On King George’s Crowning
On King George's crowning, the interviewee said they all got sweets and little goodies, and when they come by boat, some come as stowaways. Once they collect money for this woman's fare. Others come, a fiver tight in their pockets, like my grandfather when he escaped from the belly of the crown and never spoke of it again. Others not bring overcoat— no one told them how air moves vampires through bone, erases memory matter. Some dress in suits tropical style, as the ship moved its shaky hand over the old surface of the sea. They arrive, say 'I born Jamaican, I die Jamaican,' take a bite of the sweet, hand to mouth, take the test of motherland's history—bitter—replied, when asked if they spoke the Queen's English; Enoch Powell's rivers of blood forming a new oxygen, scarlet-marked as they sliced through London fog; iris recording life, how it is: Houses of Parliament, Big Ben in the grey dank; a room, a galvanized tub to wash, emerge baptized; the city soot, a new glove for the body; the signs reading no Irish or blacks or dogs, not wanted but take your money, just the same. Some, some, carry hope like luggage, others not so sure-footed, others not so childlike in believing all what this mother have to say. Some bring formal names, leave pet ones behind, whisper night bougainvillaea. How this country cold, cold, cold through and through and no tea hot enough to warm you, or hand friendly enough to pry open the dark days, bring morning brightness. Some come, stay, patience worn thin like paper, hearts tough as old bread, and letters back home with every copper earned from the Double Decker, brow wipe of the sick, hammer of nail into two by four—if they let you, if you not too dark for their liking. Some, some, come long way, did bite of the sweet. Motherless mother's milk. Ol' Englan' cryin' crocodile tear for her lost chil'ren.
Vigil
Here, the body, as a sentence, conducts a treading, never touching the bottom, yet all things submerge here. The mouth of the city speaks you in, its gesture mapped on a grid of sorrow, the old brick crumbling its own fable day by day.

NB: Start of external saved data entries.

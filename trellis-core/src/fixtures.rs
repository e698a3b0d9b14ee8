//! Hand-wired interfaces shared by the unit tests.
//!
//! These are written the way the `#[interface]` macro expands, which also
//! keeps manual wiring covered.

use crate::{
    Args, Capabilities, Composite, Interface, InterfaceDescriptor, InvokeError, MethodDescriptor,
    Outcome, Target, Upcast,
};
use std::sync::{Arc, Mutex, OnceLock};

// ============================================================================
// Interfaces
// ============================================================================

pub trait Named: Send + Sync {
    fn name(&self) -> String;
}

pub trait Greeter: Named + Send + Sync {
    fn greet(&self, whom: String) -> String;

    fn shout(&self, whom: String) -> String {
        greeter_shout(self, whom)
    }
}

fn greeter_shout<S: Greeter + ?Sized>(this: &S, whom: String) -> String {
    this.greet(whom).to_uppercase()
}

pub trait Sink: Send + Sync {
    fn accept(&self, value: i32);
}

pub trait Parser: Send + Sync {
    fn parse(&self, input: String) -> Result<i32, String>;
}

pub trait Left: Send + Sync {
    fn render(&self, width: u16) -> String;
}

pub trait Right: Send + Sync {
    fn render(&self, width: u16) -> String;
}

pub trait Canvas: Left + Right + Send + Sync {}

pub trait Console: Greeter + Sink + Send + Sync {}

// ============================================================================
// Descriptors
// ============================================================================

impl Interface for dyn Named {
    const NAME: &'static str = "Named";

    fn descriptor() -> &'static InterfaceDescriptor {
        static DESCRIPTOR: OnceLock<InterfaceDescriptor> = OnceLock::new();
        DESCRIPTOR.get_or_init(|| {
            InterfaceDescriptor::builder::<dyn Named>("Named")
                .method(
                    MethodDescriptor::builder::<dyn Named>("name", |target, args| {
                        let this = target
                            .capability::<dyn Named>()
                            .ok_or(InvokeError::Unsupported)?;
                        args.finish()?;
                        Ok(Outcome::returned(this.name()))
                    })
                    .returns::<String>()
                    .build(),
                )
                .build()
        })
    }
}

impl Interface for dyn Greeter {
    const NAME: &'static str = "Greeter";

    fn descriptor() -> &'static InterfaceDescriptor {
        static DESCRIPTOR: OnceLock<InterfaceDescriptor> = OnceLock::new();
        DESCRIPTOR.get_or_init(|| {
            InterfaceDescriptor::builder::<dyn Greeter>("Greeter")
                .extends(<dyn Named as Interface>::descriptor())
                .method(
                    MethodDescriptor::builder::<dyn Greeter>("greet", |target, mut args| {
                        let this = target
                            .capability::<dyn Greeter>()
                            .ok_or(InvokeError::Unsupported)?;
                        let whom: String = args.take()?;
                        args.finish()?;
                        Ok(Outcome::returned(this.greet(whom)))
                    })
                    .param::<String>()
                    .returns::<String>()
                    .build(),
                )
                .method(
                    MethodDescriptor::builder::<dyn Greeter>("shout", |target, mut args| {
                        let this = target
                            .capability::<dyn Greeter>()
                            .ok_or(InvokeError::Unsupported)?;
                        let whom: String = args.take()?;
                        args.finish()?;
                        Ok(Outcome::returned(this.shout(whom)))
                    })
                    .param::<String>()
                    .returns::<String>()
                    .default_body(|composite, mut args| {
                        let whom: String = args.take()?;
                        args.finish()?;
                        Ok(Outcome::returned(greeter_shout(composite, whom)))
                    })
                    .build(),
                )
                .build()
        })
    }
}

impl Interface for dyn Sink {
    const NAME: &'static str = "Sink";

    fn descriptor() -> &'static InterfaceDescriptor {
        static DESCRIPTOR: OnceLock<InterfaceDescriptor> = OnceLock::new();
        DESCRIPTOR.get_or_init(|| {
            InterfaceDescriptor::builder::<dyn Sink>("Sink")
                .method(
                    MethodDescriptor::builder::<dyn Sink>("accept", |target, mut args| {
                        let this = target
                            .capability::<dyn Sink>()
                            .ok_or(InvokeError::Unsupported)?;
                        let value: i32 = args.take()?;
                        args.finish()?;
                        this.accept(value);
                        Ok(Outcome::returned(()))
                    })
                    .param::<i32>()
                    .build(),
                )
                .build()
        })
    }
}

impl Interface for dyn Parser {
    const NAME: &'static str = "Parser";

    fn descriptor() -> &'static InterfaceDescriptor {
        static DESCRIPTOR: OnceLock<InterfaceDescriptor> = OnceLock::new();
        DESCRIPTOR.get_or_init(|| {
            InterfaceDescriptor::builder::<dyn Parser>("Parser")
                .method(
                    MethodDescriptor::builder::<dyn Parser>("parse", |target, mut args| {
                        let this = target
                            .capability::<dyn Parser>()
                            .ok_or(InvokeError::Unsupported)?;
                        let input: String = args.take()?;
                        args.finish()?;
                        Ok(Outcome::from_result(this.parse(input)))
                    })
                    .param::<String>()
                    .returns::<Result<i32, String>>()
                    .fallible()
                    .build(),
                )
                .build()
        })
    }
}

impl Interface for dyn Left {
    const NAME: &'static str = "Left";

    fn descriptor() -> &'static InterfaceDescriptor {
        static DESCRIPTOR: OnceLock<InterfaceDescriptor> = OnceLock::new();
        DESCRIPTOR.get_or_init(|| {
            InterfaceDescriptor::builder::<dyn Left>("Left")
                .method(
                    MethodDescriptor::builder::<dyn Left>("render", |target, mut args| {
                        let this = target
                            .capability::<dyn Left>()
                            .ok_or(InvokeError::Unsupported)?;
                        let width: u16 = args.take()?;
                        args.finish()?;
                        Ok(Outcome::returned(this.render(width)))
                    })
                    .param::<u16>()
                    .returns::<String>()
                    .build(),
                )
                .build()
        })
    }
}

impl Interface for dyn Right {
    const NAME: &'static str = "Right";

    fn descriptor() -> &'static InterfaceDescriptor {
        static DESCRIPTOR: OnceLock<InterfaceDescriptor> = OnceLock::new();
        DESCRIPTOR.get_or_init(|| {
            InterfaceDescriptor::builder::<dyn Right>("Right")
                .method(
                    MethodDescriptor::builder::<dyn Right>("render", |target, mut args| {
                        let this = target
                            .capability::<dyn Right>()
                            .ok_or(InvokeError::Unsupported)?;
                        let width: u16 = args.take()?;
                        args.finish()?;
                        Ok(Outcome::returned(this.render(width)))
                    })
                    .param::<u16>()
                    .returns::<String>()
                    .build(),
                )
                .build()
        })
    }
}

impl Interface for dyn Canvas {
    const NAME: &'static str = "Canvas";

    fn descriptor() -> &'static InterfaceDescriptor {
        static DESCRIPTOR: OnceLock<InterfaceDescriptor> = OnceLock::new();
        DESCRIPTOR.get_or_init(|| {
            InterfaceDescriptor::builder::<dyn Canvas>("Canvas")
                .extends(<dyn Left as Interface>::descriptor())
                .extends(<dyn Right as Interface>::descriptor())
                .build()
        })
    }
}

impl Interface for dyn Console {
    const NAME: &'static str = "Console";

    fn descriptor() -> &'static InterfaceDescriptor {
        static DESCRIPTOR: OnceLock<InterfaceDescriptor> = OnceLock::new();
        DESCRIPTOR.get_or_init(|| {
            InterfaceDescriptor::builder::<dyn Console>("Console")
                .extends(<dyn Greeter as Interface>::descriptor())
                .extends(<dyn Sink as Interface>::descriptor())
                .build()
        })
    }
}

// ============================================================================
// Upcasts
// ============================================================================

impl<T: Named + 'static> Upcast<T> for dyn Named {
    fn upcast(value: Arc<T>) -> Arc<Self> {
        value
    }

    fn register(value: &Arc<T>, capabilities: &mut Capabilities) {
        capabilities.insert::<dyn Named>(value.clone());
    }
}

impl<T: Greeter + 'static> Upcast<T> for dyn Greeter {
    fn upcast(value: Arc<T>) -> Arc<Self> {
        value
    }

    fn register(value: &Arc<T>, capabilities: &mut Capabilities) {
        capabilities.insert::<dyn Greeter>(value.clone());
        <dyn Named as Upcast<T>>::register(value, capabilities);
    }
}

impl<T: Sink + 'static> Upcast<T> for dyn Sink {
    fn upcast(value: Arc<T>) -> Arc<Self> {
        value
    }

    fn register(value: &Arc<T>, capabilities: &mut Capabilities) {
        capabilities.insert::<dyn Sink>(value.clone());
    }
}

impl<T: Parser + 'static> Upcast<T> for dyn Parser {
    fn upcast(value: Arc<T>) -> Arc<Self> {
        value
    }

    fn register(value: &Arc<T>, capabilities: &mut Capabilities) {
        capabilities.insert::<dyn Parser>(value.clone());
    }
}

impl<T: Left + 'static> Upcast<T> for dyn Left {
    fn upcast(value: Arc<T>) -> Arc<Self> {
        value
    }

    fn register(value: &Arc<T>, capabilities: &mut Capabilities) {
        capabilities.insert::<dyn Left>(value.clone());
    }
}

impl<T: Right + 'static> Upcast<T> for dyn Right {
    fn upcast(value: Arc<T>) -> Arc<Self> {
        value
    }

    fn register(value: &Arc<T>, capabilities: &mut Capabilities) {
        capabilities.insert::<dyn Right>(value.clone());
    }
}

impl<T: Canvas + 'static> Upcast<T> for dyn Canvas {
    fn upcast(value: Arc<T>) -> Arc<Self> {
        value
    }

    fn register(value: &Arc<T>, capabilities: &mut Capabilities) {
        capabilities.insert::<dyn Canvas>(value.clone());
        <dyn Left as Upcast<T>>::register(value, capabilities);
        <dyn Right as Upcast<T>>::register(value, capabilities);
    }
}

impl<T: Console + 'static> Upcast<T> for dyn Console {
    fn upcast(value: Arc<T>) -> Arc<Self> {
        value
    }

    fn register(value: &Arc<T>, capabilities: &mut Capabilities) {
        capabilities.insert::<dyn Console>(value.clone());
        <dyn Greeter as Upcast<T>>::register(value, capabilities);
        <dyn Sink as Upcast<T>>::register(value, capabilities);
    }
}

// ============================================================================
// Composite adapters
// ============================================================================

impl Named for Composite {
    fn name(&self) -> String {
        self.invoke(<dyn Named as Interface>::descriptor().method(0), Args::new())
    }
}

impl Greeter for Composite {
    fn greet(&self, whom: String) -> String {
        self.invoke(
            <dyn Greeter as Interface>::descriptor().method(0),
            Args::new().with(whom),
        )
    }

    fn shout(&self, whom: String) -> String {
        self.invoke(
            <dyn Greeter as Interface>::descriptor().method(1),
            Args::new().with(whom),
        )
    }
}

impl Sink for Composite {
    fn accept(&self, value: i32) {
        self.invoke(
            <dyn Sink as Interface>::descriptor().method(0),
            Args::new().with(value),
        )
    }
}

impl Parser for Composite {
    fn parse(&self, input: String) -> Result<i32, String> {
        self.invoke(
            <dyn Parser as Interface>::descriptor().method(0),
            Args::new().with(input),
        )
    }
}

impl Left for Composite {
    fn render(&self, width: u16) -> String {
        self.invoke(
            <dyn Left as Interface>::descriptor().method(0),
            Args::new().with(width),
        )
    }
}

impl Right for Composite {
    fn render(&self, width: u16) -> String {
        self.invoke(
            <dyn Right as Interface>::descriptor().method(0),
            Args::new().with(width),
        )
    }
}

impl Canvas for Composite {}

impl Console for Composite {}

// ============================================================================
// Implementations
// ============================================================================

pub struct English;

impl Named for English {
    fn name(&self) -> String {
        "english".into()
    }
}

impl Greeter for English {
    fn greet(&self, whom: String) -> String {
        format!("hello, {whom}")
    }
}

/// Records every accepted value.
#[derive(Default)]
pub struct Tally {
    pub seen: Mutex<Vec<i32>>,
}

impl Sink for Tally {
    fn accept(&self, value: i32) {
        self.seen.lock().unwrap().push(value);
    }
}

pub struct Strict;

impl Parser for Strict {
    fn parse(&self, input: String) -> Result<i32, String> {
        input.parse().map_err(|_| format!("not a number: {input}"))
    }
}

pub struct Plain;

impl Left for Plain {
    fn render(&self, width: u16) -> String {
        format!("left:{width}")
    }
}

pub struct Framed;

impl Right for Framed {
    fn render(&self, width: u16) -> String {
        format!("right:{width}")
    }
}

/// A concrete type with an inherent method.
pub struct Widget {
    pub size: u32,
}

impl Widget {
    pub fn size(&self) -> u32 {
        self.size
    }

    pub fn size_method() -> &'static MethodDescriptor {
        static METHOD: OnceLock<MethodDescriptor> = OnceLock::new();
        METHOD.get_or_init(|| {
            MethodDescriptor::concrete::<Widget>("size", |target, args| {
                let this = target
                    .downcast_ref::<Widget>()
                    .ok_or(InvokeError::Unsupported)?;
                args.finish()?;
                Ok(Outcome::returned(this.size()))
            })
            .returns::<u32>()
            .build()
        })
    }
}

pub fn english() -> Target {
    Target::new(English).implementing::<dyn Greeter>().into()
}

pub fn greet() -> &'static MethodDescriptor {
    <dyn Greeter as Interface>::descriptor().method(0)
}

pub fn shout() -> &'static MethodDescriptor {
    <dyn Greeter as Interface>::descriptor().method(1)
}

pub fn accept() -> &'static MethodDescriptor {
    <dyn Sink as Interface>::descriptor().method(0)
}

You see, I came to the city briefed in its ways, my childhood resurrected by Lime Cordial, Earl Grey and Salad Cream; the BBC; a million coronations; a cacophony of British marching bands; how de say Queenie ate rat when she come to Belize. Yes, I came to know the tiny shifts spoken by the eyes, the minute violences of lips souring as milk. I re-studied the thing that killed the autumn trace of light in my parents' generation. I made weapons of my words, watched the Thames, daily, nightly for clues.
What Comes Between
Careless. Been forgetting names, entries to the city, incapacitated recollections of streets born to ask where are you from? this heart of amnesia takes broken journeys to windows marks faces as appearances in momentary sun makes map dissolve words primordial what lingers is not fact only detail of buildings, things said before, slippery after.
Barrier Reef
Staghorn, elkhorn and brain coral expose sharp, boney remains. Colonies grow, breeding. Billions of singular polyps form a chorus over limestone skeletons, each one mother birthing calcium carbonate; mouth, tentacle and gut perched on the brittle bed they cultivate: thin life veils the dead. Polyps swell towards nationhood but wound when careless boat or swimmer knocks them—injure one, injure all. The soft coral rejects hardness for flexibility, holds limestone secret inside its corpus, while its exterior drag shouts a flamboyance of reds, yellows and purples. Feathered fans of sabellidaes sway, patiently seeking hands of Ziegfeld Girls, as Pleistocene coral cuts the shoreline of Ambergris Caye—an area big enough to bend it like Beckham. This Barrier Reef thrives a million years, far back as northern glaciers that imprison water. Its length splinters into segments exiled by deep arteries where sacrificial plankton and oxygen are brought twice daily by the Caribbean blue, to feed hungry polyps, the reef creatures, the old colonies that never die.